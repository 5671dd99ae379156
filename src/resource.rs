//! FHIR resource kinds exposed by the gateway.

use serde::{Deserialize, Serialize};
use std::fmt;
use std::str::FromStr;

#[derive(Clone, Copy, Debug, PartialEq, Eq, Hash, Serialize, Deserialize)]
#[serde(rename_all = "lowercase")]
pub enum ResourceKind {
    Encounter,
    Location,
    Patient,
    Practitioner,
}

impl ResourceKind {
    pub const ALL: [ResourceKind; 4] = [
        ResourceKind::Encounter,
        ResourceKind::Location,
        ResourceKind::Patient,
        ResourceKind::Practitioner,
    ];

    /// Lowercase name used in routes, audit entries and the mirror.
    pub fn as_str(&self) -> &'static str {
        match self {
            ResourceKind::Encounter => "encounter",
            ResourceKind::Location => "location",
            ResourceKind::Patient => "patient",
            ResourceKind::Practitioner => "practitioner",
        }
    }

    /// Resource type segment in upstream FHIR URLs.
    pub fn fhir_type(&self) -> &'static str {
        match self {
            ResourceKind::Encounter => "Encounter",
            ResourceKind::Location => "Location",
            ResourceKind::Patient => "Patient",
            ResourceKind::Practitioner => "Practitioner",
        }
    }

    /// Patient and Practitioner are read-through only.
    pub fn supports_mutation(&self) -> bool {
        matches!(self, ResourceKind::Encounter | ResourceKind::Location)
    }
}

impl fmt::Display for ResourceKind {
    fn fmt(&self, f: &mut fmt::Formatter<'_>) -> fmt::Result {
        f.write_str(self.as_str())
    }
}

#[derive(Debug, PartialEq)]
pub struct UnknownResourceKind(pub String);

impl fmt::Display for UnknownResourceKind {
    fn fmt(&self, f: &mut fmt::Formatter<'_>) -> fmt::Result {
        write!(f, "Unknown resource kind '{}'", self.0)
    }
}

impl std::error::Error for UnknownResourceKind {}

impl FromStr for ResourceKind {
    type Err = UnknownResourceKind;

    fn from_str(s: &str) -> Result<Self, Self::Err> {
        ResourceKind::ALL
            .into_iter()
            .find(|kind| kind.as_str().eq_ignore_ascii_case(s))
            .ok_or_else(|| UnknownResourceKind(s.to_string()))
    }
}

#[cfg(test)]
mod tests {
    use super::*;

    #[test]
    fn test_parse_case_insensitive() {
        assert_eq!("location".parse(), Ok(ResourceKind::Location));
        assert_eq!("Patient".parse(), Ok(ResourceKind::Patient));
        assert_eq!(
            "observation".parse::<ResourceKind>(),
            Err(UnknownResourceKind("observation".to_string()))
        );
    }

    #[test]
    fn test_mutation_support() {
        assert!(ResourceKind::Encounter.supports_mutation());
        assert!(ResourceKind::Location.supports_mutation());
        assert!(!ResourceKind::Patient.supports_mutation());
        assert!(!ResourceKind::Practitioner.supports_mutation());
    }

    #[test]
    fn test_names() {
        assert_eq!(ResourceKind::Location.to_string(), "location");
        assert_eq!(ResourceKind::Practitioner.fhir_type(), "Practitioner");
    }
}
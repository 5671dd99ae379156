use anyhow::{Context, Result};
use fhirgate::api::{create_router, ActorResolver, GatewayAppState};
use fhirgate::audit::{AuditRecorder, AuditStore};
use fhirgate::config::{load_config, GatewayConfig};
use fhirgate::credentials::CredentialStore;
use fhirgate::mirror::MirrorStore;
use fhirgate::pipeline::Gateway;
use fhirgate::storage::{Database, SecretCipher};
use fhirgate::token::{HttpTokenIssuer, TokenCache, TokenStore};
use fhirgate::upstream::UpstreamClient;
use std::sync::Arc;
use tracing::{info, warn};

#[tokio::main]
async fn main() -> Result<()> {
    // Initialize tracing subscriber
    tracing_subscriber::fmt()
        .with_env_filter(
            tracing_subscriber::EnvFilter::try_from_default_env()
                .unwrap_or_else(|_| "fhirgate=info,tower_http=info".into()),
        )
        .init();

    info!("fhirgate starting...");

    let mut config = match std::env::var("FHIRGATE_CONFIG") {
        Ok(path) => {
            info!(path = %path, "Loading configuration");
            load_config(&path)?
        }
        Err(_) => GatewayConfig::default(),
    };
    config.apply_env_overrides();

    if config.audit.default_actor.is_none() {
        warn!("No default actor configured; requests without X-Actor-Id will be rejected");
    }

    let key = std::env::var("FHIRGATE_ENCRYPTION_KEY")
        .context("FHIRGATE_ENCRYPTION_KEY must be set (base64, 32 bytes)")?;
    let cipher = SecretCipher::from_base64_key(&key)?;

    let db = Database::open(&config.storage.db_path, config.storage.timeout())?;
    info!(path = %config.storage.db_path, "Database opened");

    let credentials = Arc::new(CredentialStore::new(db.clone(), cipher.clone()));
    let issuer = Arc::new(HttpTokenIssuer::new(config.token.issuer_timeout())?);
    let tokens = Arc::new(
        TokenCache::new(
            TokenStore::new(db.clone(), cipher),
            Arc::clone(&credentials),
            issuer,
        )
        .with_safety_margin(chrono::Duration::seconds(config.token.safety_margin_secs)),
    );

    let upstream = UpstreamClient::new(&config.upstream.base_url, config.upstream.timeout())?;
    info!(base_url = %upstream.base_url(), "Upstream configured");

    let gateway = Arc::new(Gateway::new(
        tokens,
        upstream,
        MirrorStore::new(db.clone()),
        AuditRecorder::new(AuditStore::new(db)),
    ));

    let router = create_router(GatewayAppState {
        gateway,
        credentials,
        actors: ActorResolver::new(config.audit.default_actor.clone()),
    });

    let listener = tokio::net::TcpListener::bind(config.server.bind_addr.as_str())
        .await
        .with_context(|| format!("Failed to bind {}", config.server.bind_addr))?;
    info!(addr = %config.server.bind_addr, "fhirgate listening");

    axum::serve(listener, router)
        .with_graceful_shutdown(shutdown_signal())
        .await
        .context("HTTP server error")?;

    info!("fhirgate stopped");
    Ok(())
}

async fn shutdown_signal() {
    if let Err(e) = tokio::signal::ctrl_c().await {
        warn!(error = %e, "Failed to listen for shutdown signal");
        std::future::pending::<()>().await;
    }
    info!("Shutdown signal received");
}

Task objective
Type out the whole listing once more, exactly as written.

Reply to the task
repository 5671dd99ae379156
filename src/resource.rs
//! FHIR resource kinds exposed by the gateway.

use serde::{Deserialize, Serialize};
use std::fmt;
use std::str::FromStr;

#[derive(Clone, Copy, Debug, PartialEq, Eq, Hash, Serialize, Deserialize)]
#[serde(rename_all = "lowercase")]
pub enum ResourceKind {
    Encounter,
    Location,
    Patient,
    Practitioner,
}

impl ResourceKind {
    pub const ALL: [ResourceKind; 4] = [
        ResourceKind::Encounter,
        ResourceKind::Location,
        ResourceKind::Patient,
        ResourceKind::Practitioner,
    ];

    /// Lowercase name used in routes, audit entries and the mirror.
    pub fn as_str(&self) -> &'static str {
        match self {
            ResourceKind::Encounter => "encounter",
            ResourceKind::Location => "location",
            ResourceKind::Patient => "patient",
            ResourceKind::Practitioner => "practitioner",
        }
    }

    /// Resource type segment in upstream FHIR URLs.
    pub fn fhir_type(&self) -> &'static str {
        match self {
            ResourceKind::Encounter => "Encounter",
            ResourceKind::Location => "Location",
            ResourceKind::Patient => "Patient",
            ResourceKind::Practitioner => "Practitioner",
        }
    }

    /// Patient and Practitioner are read-through only.
    pub fn supports_mutation(&self) -> bool {
        matches!(self, ResourceKind::Encounter | ResourceKind::Location)
    }
}

impl fmt::Display for ResourceKind {
    fn fmt(&self, f: &mut fmt::Formatter<'_>) -> fmt::Result {
        f.write_str(self.as_str())
    }
}

#[derive(Debug, PartialEq)]
pub struct UnknownResourceKind(pub String);

impl fmt::Display for UnknownResourceKind {
    fn fmt(&self, f: &mut fmt::Formatter<'_>) -> fmt::Result {
        write!(f, "Unknown resource kind '{}'", self.0)
    }
}

impl std::error::Error for UnknownResourceKind {}

impl FromStr for ResourceKind {
    type Err = UnknownResourceKind;

    fn from_str(s: &str) -> Result<Self, Self::Err> {
        ResourceKind::ALL
            .into_iter()
            .find(|kind| kind.as_str().eq_ignore_ascii_case(s))
            .ok_or_else(|| UnknownResourceKind(s.to_string()))
    }
}

#[cfg(test)]
mod tests {
    use super::*;

    #[test]
    fn test_parse_case_insensitive() {
        assert_eq!("location".parse(), Ok(ResourceKind::Location));
        assert_eq!("Patient".parse(), Ok(ResourceKind::Patient));
        assert_eq!(
            "observation".parse::<ResourceKind>(),
            Err(UnknownResourceKind("observation".to_string()))
        );
    }

    #[test]
    fn test_mutation_support() {
        assert!(ResourceKind::Encounter.supports_mutation());
        assert!(ResourceKind::Location.supports_mutation());
        assert!(!ResourceKind::Patient.supports_mutation());
        assert!(!ResourceKind::Practitioner.supports_mutation());
    }

    #[test]
    fn test_names() {
        assert_eq!(ResourceKind::Location.to_string(), "location");
        assert_eq!(ResourceKind::Practitioner.fhir_type(), "Practitioner");
    }
}
repository 5671dd99ae379156
use anyhow::{Context, Result};
use fhirgate::api::{create_router, ActorResolver, GatewayAppState};
use fhirgate::audit::{AuditRecorder, AuditStore};
use fhirgate::config::{load_config, GatewayConfig};
use fhirgate::credentials::CredentialStore;
use fhirgate::mirror::MirrorStore;
use fhirgate::pipeline::Gateway;
use fhirgate::storage::{Database, SecretCipher};
use fhirgate::token::{HttpTokenIssuer, TokenCache, TokenStore};
use fhirgate::upstream::UpstreamClient;
use std::sync::Arc;
use tracing::{info, warn};

#[tokio::main]
async fn main() -> Result<()> {
    // Initialize tracing subscriber
    tracing_subscriber::fmt()
        .with_env_filter(
            tracing_subscriber::EnvFilter::try_from_default_env()
                .unwrap_or_else(|_| "fhirgate=info,tower_http=info".into()),
        )
        .init();

    info!("fhirgate starting...");

    let mut config = match std::env::var("FHIRGATE_CONFIG") {
        Ok(path) => {
            info!(path = %path, "Loading configuration");
            load_config(&path)?
        }
        Err(_) => GatewayConfig::default(),
    };
    config.apply_env_overrides();

    if config.audit.default_actor.is_none() {
        warn!("No default actor configured; requests without X-Actor-Id will be rejected");
    }

    let key = std::env::var("FHIRGATE_ENCRYPTION_KEY")
        .context("FHIRGATE_ENCRYPTION_KEY must be set (base64, 32 bytes)")?;
    let cipher = SecretCipher::from_base64_key(&key)?;

    let db = Database::open(&config.storage.db_path, config.storage.timeout())?;
    info!(path = %config.storage.db_path, "Database opened");

    let credentials = Arc::new(CredentialStore::new(db.clone(), cipher.clone()));
    let issuer = Arc::new(HttpTokenIssuer::new(config.token.issuer_timeout())?);
    let tokens = Arc::new(
        TokenCache::new(
            TokenStore::new(db.clone(), cipher),
            Arc::clone(&credentials),
            issuer,
        )
        .with_safety_margin(chrono::Duration::seconds(config.token.safety_margin_secs)),
    );

    let upstream = UpstreamClient::new(&config.upstream.base_url, config.upstream.timeout())?;
    info!(base_url = %upstream.base_url(), "Upstream configured");

    let gateway = Arc::new(Gateway::new(
        tokens,
        upstream,
        MirrorStore::new(db.clone()),
        AuditRecorder::new(AuditStore::new(db)),
    ));

    let router = create_router(GatewayAppState {
        gateway,
        credentials,
        actors: ActorResolver::new(config.audit.default_actor.clone()),
    });

    let listener = tokio::net::TcpListener::bind(config.server.bind_addr.as_str())
        .await
        .with_context(|| format!("Failed to bind {}", config.server.bind_addr))?;
    info!(addr = %config.server.bind_addr, "fhirgate listening");

    axum::serve(listener, router)
        .with_graceful_shutdown(shutdown_signal())
        .await
        .context("HTTP server error")?;

    info!("fhirgate stopped");
    Ok(())
}

async fn shutdown_signal() {
    if let Err(e) = tokio::signal::ctrl_c().await {
        warn!(error = %e, "Failed to listen for shutdown signal");
        std::future::pending::<()>().await;
    }
    info!("Shutdown signal received");
}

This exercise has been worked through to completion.